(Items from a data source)

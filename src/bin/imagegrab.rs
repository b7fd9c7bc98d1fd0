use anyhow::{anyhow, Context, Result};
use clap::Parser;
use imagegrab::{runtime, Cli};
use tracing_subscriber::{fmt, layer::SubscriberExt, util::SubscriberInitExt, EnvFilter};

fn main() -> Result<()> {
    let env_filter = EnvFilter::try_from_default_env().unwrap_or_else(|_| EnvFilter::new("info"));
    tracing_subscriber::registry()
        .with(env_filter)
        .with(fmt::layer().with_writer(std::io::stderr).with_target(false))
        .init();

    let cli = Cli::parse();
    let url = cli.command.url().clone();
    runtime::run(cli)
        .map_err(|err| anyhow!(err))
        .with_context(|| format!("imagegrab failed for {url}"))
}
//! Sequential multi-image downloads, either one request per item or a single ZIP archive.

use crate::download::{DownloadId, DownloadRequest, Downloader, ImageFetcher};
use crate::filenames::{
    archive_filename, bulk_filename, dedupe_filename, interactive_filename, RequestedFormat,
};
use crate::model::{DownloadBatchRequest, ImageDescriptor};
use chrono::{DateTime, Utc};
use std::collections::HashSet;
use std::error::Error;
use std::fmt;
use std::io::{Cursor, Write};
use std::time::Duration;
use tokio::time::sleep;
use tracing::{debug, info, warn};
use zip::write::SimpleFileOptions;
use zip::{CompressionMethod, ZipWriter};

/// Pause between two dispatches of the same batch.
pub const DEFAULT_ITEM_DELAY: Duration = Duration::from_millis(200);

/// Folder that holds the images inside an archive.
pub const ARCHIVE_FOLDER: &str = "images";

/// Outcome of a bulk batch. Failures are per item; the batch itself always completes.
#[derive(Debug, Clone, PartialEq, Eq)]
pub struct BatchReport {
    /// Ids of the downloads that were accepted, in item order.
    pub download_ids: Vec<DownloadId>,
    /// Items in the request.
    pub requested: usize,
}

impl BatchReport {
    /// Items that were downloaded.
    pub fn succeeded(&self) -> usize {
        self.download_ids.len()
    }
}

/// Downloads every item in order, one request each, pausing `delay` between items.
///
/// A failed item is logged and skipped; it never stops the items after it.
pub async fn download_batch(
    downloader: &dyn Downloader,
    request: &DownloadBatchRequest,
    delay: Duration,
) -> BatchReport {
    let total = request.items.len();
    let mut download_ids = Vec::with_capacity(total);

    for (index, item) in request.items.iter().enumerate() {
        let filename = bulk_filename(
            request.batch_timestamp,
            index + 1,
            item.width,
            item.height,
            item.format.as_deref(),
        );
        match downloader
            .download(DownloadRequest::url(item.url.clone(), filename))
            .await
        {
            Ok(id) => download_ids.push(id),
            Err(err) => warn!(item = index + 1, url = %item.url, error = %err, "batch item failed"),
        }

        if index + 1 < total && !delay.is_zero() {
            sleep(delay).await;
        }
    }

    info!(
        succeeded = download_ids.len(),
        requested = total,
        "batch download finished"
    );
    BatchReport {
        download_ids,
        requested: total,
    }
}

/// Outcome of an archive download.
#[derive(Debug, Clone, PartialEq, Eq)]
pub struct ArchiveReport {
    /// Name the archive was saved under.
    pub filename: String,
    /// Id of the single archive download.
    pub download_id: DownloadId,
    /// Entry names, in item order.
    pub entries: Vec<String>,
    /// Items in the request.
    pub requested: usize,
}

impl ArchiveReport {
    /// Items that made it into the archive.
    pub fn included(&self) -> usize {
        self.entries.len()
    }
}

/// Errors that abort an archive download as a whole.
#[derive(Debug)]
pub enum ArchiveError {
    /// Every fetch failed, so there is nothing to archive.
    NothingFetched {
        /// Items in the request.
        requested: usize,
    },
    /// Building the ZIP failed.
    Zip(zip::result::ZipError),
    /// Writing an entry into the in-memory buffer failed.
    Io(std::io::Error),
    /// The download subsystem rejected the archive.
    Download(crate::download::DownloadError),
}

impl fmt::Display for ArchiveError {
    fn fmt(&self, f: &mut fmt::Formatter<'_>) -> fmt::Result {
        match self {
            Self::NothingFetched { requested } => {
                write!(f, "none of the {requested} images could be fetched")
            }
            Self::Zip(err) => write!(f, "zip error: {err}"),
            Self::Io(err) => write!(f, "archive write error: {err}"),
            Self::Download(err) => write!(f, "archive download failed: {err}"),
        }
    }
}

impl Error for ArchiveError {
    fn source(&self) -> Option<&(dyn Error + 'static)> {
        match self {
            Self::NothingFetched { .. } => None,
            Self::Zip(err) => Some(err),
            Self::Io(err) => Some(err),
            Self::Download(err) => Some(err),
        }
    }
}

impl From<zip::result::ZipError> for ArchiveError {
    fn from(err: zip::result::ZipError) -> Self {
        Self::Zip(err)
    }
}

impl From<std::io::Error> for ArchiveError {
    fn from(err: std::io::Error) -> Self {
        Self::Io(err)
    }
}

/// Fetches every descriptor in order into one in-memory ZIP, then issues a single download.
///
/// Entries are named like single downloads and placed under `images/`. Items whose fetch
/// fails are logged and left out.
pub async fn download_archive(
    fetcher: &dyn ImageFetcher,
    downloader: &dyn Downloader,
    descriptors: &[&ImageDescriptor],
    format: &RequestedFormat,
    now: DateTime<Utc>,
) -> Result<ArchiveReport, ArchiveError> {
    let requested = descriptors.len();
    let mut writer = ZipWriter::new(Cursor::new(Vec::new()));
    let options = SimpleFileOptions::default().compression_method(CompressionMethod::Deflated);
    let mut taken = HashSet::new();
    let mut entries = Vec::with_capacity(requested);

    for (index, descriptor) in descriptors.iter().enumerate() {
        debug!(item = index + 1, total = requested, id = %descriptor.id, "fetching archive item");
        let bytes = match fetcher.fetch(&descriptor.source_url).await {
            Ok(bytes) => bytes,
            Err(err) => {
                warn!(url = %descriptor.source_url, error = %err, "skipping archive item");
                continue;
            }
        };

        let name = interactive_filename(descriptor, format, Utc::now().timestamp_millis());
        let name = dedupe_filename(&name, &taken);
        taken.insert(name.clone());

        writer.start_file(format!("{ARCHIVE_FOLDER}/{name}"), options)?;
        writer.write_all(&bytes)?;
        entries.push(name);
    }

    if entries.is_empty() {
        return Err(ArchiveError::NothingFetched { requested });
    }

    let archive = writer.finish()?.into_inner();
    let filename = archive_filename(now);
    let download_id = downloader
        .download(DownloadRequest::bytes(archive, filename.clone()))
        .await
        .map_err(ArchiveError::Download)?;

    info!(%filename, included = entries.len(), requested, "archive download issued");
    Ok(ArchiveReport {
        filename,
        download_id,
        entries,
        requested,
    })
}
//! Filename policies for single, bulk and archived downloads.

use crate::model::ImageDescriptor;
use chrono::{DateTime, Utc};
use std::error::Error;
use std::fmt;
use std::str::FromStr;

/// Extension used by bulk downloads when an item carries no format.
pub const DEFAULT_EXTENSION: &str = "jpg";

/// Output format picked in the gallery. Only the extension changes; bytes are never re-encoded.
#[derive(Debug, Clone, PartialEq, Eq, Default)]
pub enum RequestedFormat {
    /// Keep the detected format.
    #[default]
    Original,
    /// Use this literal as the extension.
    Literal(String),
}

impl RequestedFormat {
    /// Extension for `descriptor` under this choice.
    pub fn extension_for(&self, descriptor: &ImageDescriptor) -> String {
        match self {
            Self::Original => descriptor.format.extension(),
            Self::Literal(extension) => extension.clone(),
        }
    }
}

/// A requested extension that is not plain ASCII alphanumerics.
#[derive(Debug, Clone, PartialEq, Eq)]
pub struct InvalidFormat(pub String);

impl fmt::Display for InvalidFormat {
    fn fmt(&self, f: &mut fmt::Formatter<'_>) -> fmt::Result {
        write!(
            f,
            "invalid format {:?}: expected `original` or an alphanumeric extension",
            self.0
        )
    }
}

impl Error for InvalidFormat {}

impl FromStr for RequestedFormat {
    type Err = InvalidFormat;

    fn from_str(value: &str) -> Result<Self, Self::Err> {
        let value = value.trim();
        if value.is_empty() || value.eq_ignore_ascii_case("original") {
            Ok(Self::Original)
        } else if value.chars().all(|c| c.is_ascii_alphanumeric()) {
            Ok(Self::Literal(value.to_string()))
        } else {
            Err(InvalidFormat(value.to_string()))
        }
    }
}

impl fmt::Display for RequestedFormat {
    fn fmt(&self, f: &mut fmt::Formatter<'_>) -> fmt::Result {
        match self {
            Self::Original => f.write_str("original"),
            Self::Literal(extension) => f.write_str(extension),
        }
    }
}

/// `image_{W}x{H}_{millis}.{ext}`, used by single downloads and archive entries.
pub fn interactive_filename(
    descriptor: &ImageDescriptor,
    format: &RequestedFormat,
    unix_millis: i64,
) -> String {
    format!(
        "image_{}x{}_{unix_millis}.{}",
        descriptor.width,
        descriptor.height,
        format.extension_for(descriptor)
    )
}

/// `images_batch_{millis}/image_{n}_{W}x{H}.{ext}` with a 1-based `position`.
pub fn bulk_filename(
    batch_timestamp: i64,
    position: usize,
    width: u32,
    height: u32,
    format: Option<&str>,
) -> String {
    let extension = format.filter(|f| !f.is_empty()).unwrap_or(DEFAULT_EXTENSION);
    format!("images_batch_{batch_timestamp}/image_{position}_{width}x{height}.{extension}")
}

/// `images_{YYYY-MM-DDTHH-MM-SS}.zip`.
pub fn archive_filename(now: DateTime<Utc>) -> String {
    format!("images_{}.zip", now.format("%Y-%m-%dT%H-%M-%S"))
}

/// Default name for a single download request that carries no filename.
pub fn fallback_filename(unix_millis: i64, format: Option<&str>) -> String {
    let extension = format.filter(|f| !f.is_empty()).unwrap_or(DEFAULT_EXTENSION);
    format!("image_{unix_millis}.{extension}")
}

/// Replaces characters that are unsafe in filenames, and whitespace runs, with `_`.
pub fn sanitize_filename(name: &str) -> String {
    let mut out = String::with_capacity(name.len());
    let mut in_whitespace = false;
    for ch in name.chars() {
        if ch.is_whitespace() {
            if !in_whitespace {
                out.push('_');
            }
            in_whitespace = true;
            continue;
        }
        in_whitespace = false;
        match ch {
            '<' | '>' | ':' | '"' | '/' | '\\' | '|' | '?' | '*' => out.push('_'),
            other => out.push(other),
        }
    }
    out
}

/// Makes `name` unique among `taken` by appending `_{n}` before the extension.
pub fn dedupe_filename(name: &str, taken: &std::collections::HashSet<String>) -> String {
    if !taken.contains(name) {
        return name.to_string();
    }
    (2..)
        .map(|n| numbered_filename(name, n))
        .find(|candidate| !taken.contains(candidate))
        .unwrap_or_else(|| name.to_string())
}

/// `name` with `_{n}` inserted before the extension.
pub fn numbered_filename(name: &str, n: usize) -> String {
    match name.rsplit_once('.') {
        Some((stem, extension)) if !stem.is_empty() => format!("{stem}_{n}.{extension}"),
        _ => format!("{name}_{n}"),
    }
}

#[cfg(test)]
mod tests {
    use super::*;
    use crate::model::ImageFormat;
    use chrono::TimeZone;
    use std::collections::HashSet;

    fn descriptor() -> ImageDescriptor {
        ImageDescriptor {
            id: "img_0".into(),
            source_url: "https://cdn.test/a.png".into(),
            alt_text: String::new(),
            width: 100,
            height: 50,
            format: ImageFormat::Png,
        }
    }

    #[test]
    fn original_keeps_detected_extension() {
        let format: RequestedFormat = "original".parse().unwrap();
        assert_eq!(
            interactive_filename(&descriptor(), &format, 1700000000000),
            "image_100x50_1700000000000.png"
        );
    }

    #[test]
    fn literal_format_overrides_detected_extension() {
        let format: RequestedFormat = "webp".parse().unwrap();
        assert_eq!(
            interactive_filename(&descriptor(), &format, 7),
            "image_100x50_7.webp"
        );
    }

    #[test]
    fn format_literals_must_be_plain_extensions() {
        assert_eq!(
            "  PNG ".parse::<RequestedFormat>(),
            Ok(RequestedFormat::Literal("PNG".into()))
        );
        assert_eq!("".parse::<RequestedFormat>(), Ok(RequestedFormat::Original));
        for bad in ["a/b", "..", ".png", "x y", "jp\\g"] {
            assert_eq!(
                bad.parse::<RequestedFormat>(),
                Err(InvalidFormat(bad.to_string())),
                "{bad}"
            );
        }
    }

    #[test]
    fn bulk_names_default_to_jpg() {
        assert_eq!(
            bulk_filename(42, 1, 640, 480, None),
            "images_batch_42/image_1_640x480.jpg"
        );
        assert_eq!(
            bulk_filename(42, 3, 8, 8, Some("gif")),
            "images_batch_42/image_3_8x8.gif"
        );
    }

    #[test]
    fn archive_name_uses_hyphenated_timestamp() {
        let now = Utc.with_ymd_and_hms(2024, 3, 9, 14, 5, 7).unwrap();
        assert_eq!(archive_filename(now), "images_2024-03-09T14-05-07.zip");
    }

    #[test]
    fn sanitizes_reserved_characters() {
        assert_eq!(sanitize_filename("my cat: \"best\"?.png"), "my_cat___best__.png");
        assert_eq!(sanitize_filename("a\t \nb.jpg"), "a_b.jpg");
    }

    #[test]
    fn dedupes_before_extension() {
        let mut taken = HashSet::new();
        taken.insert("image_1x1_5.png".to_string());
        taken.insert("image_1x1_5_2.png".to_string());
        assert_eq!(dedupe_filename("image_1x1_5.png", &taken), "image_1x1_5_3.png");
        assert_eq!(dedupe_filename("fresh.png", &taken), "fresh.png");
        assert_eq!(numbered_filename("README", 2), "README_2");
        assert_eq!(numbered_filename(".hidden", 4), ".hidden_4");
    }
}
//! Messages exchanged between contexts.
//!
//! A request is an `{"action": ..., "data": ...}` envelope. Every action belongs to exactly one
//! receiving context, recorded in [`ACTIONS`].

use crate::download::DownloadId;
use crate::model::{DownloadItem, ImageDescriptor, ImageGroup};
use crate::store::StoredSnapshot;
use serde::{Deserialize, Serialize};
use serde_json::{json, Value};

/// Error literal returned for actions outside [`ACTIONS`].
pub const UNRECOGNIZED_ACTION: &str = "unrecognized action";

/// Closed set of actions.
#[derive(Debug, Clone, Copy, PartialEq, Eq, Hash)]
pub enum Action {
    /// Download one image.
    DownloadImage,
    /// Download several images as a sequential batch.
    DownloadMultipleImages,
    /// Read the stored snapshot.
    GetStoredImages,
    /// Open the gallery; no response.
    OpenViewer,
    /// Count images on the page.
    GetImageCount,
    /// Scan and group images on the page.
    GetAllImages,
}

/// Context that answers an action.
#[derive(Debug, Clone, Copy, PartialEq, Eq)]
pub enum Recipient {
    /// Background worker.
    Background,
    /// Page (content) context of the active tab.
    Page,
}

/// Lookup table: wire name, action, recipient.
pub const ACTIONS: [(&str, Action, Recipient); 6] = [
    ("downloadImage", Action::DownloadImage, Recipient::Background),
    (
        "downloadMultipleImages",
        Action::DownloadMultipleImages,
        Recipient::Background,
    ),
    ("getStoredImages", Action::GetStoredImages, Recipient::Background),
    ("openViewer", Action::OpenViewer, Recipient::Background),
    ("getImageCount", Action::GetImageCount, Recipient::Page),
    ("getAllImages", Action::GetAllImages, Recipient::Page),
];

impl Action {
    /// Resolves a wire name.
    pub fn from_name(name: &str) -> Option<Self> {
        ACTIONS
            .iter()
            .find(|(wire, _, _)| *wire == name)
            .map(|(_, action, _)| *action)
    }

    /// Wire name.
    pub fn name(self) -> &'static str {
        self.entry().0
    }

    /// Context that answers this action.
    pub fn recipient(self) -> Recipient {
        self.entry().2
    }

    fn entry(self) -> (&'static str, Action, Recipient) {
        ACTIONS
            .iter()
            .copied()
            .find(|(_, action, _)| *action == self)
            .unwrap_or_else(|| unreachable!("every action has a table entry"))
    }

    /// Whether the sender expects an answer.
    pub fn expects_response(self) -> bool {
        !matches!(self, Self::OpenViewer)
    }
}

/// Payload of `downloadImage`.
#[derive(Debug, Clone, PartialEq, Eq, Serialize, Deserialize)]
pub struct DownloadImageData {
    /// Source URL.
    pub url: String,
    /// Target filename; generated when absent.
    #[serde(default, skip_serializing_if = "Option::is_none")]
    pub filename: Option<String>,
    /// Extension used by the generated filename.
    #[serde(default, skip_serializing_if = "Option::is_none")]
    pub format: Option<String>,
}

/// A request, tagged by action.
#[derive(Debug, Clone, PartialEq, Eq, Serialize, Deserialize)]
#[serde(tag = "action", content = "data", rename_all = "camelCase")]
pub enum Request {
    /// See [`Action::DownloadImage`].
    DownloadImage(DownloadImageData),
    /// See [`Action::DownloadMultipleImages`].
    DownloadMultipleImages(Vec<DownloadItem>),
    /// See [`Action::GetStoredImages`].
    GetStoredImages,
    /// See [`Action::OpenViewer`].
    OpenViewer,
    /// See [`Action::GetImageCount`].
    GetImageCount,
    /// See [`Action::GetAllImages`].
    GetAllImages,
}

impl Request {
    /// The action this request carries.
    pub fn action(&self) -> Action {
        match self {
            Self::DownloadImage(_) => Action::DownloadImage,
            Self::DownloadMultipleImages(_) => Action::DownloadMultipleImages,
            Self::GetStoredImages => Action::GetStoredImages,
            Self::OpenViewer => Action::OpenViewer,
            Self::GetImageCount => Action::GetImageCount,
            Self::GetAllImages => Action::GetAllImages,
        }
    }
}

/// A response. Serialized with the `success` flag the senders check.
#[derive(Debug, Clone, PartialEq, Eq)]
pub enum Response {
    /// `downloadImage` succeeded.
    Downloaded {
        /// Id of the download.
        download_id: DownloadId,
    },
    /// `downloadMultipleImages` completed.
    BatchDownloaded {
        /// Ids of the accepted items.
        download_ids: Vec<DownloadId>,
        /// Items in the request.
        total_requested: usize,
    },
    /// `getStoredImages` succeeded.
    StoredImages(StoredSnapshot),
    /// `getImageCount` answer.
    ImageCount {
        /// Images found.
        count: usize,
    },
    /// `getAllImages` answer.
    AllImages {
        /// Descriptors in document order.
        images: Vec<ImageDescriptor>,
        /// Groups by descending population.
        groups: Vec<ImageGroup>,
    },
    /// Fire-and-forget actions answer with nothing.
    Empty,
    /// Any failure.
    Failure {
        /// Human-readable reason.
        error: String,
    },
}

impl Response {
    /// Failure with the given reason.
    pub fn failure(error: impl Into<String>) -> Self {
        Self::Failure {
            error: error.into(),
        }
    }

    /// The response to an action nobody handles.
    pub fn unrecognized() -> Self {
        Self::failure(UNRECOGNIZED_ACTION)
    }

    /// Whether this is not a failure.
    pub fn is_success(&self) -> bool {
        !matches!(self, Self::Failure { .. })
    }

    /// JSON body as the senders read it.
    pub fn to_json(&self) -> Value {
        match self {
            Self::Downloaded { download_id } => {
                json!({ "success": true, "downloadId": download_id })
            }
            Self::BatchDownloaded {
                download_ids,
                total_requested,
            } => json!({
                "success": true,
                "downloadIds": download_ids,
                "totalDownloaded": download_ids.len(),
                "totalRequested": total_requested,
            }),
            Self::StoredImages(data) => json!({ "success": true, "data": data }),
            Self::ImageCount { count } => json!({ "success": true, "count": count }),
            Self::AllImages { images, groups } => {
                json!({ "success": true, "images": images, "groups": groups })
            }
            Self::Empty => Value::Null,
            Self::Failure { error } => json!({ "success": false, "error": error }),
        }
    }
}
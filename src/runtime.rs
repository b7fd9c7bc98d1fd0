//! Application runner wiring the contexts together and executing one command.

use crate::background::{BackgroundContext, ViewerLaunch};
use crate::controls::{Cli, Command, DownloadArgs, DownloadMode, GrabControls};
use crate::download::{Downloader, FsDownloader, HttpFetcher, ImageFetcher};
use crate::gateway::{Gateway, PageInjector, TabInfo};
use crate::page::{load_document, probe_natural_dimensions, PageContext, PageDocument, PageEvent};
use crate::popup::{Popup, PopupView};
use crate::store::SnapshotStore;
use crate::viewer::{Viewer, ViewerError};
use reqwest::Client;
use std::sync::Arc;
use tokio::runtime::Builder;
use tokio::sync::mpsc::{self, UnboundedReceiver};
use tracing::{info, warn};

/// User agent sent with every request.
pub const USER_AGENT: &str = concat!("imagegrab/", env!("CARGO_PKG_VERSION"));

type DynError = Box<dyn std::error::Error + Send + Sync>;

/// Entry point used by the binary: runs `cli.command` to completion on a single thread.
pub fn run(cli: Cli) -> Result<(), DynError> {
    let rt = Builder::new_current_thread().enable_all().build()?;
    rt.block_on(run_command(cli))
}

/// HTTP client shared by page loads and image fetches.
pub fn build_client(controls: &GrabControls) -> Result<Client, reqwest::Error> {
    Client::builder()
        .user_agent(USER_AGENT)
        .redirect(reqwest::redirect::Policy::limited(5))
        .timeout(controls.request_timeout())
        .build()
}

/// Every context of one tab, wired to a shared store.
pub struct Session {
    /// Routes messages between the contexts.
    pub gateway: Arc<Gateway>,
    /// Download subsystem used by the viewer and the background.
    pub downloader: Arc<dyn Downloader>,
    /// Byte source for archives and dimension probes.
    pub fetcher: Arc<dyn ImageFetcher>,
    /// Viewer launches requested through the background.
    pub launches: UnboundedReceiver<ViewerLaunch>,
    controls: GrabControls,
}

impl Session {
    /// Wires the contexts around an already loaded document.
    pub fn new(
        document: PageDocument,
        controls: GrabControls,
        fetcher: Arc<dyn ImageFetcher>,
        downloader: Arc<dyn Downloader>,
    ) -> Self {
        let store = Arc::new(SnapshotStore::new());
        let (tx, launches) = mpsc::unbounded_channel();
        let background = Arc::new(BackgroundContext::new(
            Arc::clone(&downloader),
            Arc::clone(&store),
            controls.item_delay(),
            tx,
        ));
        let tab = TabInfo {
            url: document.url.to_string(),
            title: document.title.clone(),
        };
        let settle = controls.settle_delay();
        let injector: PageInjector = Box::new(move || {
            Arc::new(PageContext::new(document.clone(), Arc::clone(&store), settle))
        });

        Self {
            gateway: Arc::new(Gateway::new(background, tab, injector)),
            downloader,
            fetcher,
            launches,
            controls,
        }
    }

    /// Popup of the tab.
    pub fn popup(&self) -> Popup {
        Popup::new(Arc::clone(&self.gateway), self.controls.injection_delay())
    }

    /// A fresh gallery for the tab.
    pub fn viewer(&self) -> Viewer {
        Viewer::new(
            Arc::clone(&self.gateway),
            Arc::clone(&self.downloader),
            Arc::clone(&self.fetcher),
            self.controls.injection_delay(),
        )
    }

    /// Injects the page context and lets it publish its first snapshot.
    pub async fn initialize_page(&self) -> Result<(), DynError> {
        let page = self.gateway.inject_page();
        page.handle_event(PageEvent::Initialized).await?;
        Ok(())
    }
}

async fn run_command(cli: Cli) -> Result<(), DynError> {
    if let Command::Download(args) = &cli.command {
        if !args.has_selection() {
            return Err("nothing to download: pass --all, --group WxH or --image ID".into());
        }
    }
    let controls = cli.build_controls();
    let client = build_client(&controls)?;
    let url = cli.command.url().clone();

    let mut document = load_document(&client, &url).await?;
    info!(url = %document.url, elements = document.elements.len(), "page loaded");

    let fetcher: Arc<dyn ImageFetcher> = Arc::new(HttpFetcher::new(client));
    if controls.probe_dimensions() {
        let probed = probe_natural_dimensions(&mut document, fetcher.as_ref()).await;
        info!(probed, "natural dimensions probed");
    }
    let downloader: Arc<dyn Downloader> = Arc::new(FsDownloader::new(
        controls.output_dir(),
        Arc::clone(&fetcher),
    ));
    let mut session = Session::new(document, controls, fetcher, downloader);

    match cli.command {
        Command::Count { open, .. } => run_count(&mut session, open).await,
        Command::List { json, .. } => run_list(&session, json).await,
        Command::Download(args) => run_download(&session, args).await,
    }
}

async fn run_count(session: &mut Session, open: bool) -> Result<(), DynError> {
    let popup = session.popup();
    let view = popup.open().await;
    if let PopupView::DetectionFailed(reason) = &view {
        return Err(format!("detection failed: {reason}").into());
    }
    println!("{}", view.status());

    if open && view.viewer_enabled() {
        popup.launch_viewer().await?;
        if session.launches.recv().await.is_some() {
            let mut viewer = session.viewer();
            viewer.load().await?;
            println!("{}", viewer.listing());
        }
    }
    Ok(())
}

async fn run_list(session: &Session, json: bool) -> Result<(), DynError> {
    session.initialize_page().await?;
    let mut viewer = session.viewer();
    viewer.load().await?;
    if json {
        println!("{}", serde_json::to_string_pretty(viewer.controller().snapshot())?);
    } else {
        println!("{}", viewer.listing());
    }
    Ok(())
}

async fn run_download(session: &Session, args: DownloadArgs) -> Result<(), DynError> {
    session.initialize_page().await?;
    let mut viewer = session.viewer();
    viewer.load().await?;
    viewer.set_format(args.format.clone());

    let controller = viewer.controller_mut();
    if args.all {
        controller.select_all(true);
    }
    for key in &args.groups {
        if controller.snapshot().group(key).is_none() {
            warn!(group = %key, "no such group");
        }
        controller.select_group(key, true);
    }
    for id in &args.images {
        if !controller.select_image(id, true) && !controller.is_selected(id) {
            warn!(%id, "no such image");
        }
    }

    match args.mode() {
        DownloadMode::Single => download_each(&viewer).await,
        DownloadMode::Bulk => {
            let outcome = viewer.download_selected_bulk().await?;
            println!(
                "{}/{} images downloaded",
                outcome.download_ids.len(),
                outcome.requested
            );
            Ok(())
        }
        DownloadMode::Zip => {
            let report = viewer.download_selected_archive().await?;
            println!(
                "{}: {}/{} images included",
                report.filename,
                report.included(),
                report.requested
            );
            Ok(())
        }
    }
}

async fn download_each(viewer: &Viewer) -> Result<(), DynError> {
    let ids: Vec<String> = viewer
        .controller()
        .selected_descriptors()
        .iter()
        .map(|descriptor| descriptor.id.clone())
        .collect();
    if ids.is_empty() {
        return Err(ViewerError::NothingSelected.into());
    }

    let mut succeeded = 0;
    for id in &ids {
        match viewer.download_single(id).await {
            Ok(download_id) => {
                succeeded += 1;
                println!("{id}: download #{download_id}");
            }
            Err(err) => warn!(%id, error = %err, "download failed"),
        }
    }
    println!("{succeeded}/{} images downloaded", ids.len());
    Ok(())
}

__Your goal__
What you return must be the lines above that run from the line with "the senders check." to the line with "in document order.", inclusive, each copied exactly.

__Problem solution__
/// A response. Serialized with the `success` flag the senders check.
#[derive(Debug, Clone, PartialEq, Eq)]
pub enum Response {
    /// `downloadImage` succeeded.
    Downloaded {
        /// Id of the download.
        download_id: DownloadId,
    },
    /// `downloadMultipleImages` completed.
    BatchDownloaded {
        /// Ids of the accepted items.
        download_ids: Vec<DownloadId>,
        /// Items in the request.
        total_requested: usize,
    },
    /// `getStoredImages` succeeded.
    StoredImages(StoredSnapshot),
    /// `getImageCount` answer.
    ImageCount {
        /// Images found.
        count: usize,
    },
    /// `getAllImages` answer.
    AllImages {
        /// Descriptors in document order.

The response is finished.